EXERCISE PROMPT
Collect each line of the entries that holds the string "entry".
═════ THE INPUT
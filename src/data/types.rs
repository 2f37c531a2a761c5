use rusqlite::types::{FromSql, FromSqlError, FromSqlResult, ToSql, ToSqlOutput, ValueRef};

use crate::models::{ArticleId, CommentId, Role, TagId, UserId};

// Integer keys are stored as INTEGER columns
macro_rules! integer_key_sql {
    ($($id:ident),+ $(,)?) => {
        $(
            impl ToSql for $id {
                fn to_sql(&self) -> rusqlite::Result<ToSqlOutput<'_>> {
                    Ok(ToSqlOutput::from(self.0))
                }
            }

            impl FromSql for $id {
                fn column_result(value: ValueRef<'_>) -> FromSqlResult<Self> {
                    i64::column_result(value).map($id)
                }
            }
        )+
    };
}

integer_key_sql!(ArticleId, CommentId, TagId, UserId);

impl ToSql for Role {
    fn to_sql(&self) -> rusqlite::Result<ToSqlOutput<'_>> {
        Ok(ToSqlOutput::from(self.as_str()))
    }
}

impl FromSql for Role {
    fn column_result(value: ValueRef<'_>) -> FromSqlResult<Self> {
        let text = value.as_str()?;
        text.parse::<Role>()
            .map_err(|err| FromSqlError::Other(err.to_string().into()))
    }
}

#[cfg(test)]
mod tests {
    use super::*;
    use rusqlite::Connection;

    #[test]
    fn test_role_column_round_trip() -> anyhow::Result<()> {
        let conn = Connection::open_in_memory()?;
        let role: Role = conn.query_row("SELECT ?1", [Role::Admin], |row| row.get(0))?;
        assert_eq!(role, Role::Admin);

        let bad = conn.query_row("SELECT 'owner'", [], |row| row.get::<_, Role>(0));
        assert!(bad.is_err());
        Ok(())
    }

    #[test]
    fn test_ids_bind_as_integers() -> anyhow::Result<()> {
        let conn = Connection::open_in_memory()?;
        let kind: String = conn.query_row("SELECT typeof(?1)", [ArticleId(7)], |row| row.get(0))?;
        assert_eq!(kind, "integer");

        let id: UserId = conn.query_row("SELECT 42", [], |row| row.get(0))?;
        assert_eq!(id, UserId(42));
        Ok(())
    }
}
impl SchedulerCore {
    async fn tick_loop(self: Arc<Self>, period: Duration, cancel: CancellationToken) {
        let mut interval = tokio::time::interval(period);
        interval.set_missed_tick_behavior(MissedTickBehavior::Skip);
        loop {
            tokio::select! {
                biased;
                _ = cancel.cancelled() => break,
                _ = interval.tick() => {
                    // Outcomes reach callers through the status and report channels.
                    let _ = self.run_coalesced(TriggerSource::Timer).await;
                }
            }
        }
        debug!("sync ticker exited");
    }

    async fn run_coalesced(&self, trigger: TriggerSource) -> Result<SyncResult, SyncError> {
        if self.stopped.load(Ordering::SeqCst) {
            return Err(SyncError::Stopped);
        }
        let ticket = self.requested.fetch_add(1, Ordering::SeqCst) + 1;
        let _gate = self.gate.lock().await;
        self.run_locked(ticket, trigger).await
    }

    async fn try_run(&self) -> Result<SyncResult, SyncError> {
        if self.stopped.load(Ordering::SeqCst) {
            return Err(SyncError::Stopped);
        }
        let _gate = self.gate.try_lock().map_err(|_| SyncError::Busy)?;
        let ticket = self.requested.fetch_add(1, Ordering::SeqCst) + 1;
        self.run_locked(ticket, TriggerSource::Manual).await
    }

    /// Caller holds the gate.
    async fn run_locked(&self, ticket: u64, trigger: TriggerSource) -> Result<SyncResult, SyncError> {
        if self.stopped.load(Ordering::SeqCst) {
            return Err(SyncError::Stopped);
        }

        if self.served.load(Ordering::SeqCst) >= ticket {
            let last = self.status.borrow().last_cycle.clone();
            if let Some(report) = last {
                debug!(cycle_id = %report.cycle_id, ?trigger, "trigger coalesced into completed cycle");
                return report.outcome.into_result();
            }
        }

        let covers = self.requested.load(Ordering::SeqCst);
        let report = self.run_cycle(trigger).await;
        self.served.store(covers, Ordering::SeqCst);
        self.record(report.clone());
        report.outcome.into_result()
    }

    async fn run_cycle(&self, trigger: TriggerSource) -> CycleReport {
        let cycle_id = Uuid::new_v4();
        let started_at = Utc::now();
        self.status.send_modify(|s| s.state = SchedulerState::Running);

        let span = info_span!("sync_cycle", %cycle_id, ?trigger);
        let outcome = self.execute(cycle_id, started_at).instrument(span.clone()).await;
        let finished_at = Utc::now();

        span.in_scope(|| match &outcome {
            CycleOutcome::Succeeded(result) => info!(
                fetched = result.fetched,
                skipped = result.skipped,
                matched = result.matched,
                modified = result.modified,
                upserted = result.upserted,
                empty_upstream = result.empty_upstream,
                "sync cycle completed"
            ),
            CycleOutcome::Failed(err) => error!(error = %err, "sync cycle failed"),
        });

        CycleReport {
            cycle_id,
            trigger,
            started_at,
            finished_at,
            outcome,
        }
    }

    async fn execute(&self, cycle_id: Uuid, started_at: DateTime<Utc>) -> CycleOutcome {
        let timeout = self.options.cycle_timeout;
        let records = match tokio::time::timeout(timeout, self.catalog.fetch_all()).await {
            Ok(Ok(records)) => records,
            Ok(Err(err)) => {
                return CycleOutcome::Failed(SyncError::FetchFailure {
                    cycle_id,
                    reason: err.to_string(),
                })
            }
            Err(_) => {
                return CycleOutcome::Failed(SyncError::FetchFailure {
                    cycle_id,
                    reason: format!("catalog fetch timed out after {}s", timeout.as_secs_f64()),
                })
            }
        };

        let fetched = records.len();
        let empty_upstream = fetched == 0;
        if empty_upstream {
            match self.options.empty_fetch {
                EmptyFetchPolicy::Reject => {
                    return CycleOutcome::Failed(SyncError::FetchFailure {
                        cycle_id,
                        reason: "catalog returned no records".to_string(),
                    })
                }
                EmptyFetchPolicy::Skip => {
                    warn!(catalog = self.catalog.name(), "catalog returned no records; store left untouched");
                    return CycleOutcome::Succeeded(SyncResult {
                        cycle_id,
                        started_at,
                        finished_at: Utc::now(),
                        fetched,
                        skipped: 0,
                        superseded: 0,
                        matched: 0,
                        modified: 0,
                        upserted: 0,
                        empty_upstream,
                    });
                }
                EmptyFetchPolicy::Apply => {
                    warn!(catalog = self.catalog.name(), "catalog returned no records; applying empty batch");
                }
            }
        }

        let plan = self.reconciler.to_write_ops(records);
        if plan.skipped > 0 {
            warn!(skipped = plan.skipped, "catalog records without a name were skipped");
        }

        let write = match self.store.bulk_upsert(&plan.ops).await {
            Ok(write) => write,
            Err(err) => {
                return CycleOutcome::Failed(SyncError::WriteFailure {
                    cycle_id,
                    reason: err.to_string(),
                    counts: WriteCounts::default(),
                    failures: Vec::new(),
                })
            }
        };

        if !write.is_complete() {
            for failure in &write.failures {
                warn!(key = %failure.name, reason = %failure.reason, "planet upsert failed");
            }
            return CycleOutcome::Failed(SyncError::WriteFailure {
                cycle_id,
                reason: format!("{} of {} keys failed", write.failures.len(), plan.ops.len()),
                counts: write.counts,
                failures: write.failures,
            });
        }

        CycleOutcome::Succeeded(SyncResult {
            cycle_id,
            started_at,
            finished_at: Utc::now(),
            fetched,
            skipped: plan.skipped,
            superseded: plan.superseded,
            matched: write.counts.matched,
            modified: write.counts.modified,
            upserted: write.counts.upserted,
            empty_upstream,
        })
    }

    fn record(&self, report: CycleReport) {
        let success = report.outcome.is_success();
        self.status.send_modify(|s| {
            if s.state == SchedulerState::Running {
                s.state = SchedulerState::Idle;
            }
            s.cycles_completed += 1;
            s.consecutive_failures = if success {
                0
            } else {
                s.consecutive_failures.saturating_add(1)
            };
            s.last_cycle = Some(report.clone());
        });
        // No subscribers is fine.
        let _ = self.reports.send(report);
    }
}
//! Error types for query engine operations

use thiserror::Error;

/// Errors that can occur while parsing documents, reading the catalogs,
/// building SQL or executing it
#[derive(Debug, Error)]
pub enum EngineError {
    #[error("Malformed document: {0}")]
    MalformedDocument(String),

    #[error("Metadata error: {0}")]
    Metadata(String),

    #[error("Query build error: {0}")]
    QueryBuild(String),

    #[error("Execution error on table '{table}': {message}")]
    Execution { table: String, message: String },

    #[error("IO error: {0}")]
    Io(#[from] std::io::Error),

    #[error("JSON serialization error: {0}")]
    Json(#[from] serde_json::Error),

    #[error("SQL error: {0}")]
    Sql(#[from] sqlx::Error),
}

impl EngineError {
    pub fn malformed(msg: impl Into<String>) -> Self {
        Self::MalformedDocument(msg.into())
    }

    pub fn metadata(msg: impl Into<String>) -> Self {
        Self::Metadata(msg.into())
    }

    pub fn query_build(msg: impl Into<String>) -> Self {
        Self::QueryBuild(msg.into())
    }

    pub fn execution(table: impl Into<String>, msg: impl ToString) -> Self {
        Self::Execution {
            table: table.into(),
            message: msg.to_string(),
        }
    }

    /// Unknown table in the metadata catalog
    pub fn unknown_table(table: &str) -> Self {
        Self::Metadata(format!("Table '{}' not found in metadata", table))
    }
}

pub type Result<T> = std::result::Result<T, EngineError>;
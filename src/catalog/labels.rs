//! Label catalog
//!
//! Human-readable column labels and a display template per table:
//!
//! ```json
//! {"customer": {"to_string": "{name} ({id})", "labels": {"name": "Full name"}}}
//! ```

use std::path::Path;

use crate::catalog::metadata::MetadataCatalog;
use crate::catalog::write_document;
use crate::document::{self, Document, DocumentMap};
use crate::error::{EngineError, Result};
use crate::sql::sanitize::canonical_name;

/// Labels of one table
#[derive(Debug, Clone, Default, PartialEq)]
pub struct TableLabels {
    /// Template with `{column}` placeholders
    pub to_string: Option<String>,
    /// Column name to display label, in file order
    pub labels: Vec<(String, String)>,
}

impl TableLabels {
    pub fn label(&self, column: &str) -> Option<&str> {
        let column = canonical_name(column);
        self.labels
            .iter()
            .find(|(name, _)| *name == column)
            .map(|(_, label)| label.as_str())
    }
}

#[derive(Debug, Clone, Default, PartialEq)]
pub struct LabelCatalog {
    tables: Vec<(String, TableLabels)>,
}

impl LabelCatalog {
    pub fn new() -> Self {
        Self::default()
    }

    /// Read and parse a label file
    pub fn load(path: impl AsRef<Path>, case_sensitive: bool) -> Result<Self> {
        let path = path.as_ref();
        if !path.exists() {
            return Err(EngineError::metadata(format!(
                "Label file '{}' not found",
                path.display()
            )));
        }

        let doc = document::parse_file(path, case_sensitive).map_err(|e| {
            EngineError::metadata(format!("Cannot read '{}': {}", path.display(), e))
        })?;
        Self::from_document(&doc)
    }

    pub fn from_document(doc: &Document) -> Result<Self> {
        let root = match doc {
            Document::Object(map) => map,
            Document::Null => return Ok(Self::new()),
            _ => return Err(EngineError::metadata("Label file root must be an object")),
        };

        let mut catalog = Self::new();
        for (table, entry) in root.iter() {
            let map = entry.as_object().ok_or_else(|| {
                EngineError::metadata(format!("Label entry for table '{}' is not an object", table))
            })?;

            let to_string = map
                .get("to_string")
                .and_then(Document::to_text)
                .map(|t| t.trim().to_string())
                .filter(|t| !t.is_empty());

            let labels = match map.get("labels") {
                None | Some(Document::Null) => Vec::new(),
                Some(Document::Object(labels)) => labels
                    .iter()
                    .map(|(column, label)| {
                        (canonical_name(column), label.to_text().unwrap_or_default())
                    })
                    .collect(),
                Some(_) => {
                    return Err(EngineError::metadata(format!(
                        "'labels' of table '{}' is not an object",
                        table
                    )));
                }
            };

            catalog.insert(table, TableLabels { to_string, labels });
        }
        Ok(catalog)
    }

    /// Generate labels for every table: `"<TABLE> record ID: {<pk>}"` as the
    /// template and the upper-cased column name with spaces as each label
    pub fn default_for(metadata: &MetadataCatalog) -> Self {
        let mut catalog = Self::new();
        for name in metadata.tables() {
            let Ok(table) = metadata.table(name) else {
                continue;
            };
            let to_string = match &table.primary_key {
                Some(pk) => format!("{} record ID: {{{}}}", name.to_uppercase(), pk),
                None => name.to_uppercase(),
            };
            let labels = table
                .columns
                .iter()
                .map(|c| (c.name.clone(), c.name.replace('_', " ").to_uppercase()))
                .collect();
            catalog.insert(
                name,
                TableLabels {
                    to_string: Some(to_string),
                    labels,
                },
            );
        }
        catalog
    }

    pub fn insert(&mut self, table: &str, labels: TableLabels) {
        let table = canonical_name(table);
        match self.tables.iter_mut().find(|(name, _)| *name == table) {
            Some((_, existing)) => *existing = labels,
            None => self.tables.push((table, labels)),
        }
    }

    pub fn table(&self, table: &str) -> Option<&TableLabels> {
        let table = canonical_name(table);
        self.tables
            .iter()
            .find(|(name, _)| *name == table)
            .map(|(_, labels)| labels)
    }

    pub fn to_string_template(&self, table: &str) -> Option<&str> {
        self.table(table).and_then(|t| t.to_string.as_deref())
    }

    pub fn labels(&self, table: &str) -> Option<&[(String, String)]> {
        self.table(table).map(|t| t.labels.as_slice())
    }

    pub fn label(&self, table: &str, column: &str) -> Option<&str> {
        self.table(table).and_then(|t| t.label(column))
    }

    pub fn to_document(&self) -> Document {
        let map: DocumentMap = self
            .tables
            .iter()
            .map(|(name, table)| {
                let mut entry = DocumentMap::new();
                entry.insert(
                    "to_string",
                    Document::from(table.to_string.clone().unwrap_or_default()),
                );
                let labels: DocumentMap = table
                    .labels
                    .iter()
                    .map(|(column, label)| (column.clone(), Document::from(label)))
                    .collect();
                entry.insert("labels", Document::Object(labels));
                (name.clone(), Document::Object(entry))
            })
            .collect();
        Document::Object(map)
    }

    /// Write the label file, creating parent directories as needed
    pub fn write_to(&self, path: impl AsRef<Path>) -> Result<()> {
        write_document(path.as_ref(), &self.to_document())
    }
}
══════════
OUTPUT OF THE TASK
        for (table, entry) in root.iter() {
            let map = entry.as_object().ok_or_else(|| {
                EngineError::metadata(format!("Label entry for table '{}' is not an object", table))
                let mut entry = DocumentMap::new();
                entry.insert(
                entry.insert("labels", Document::Object(labels));
                (name.clone(), Document::Object(entry))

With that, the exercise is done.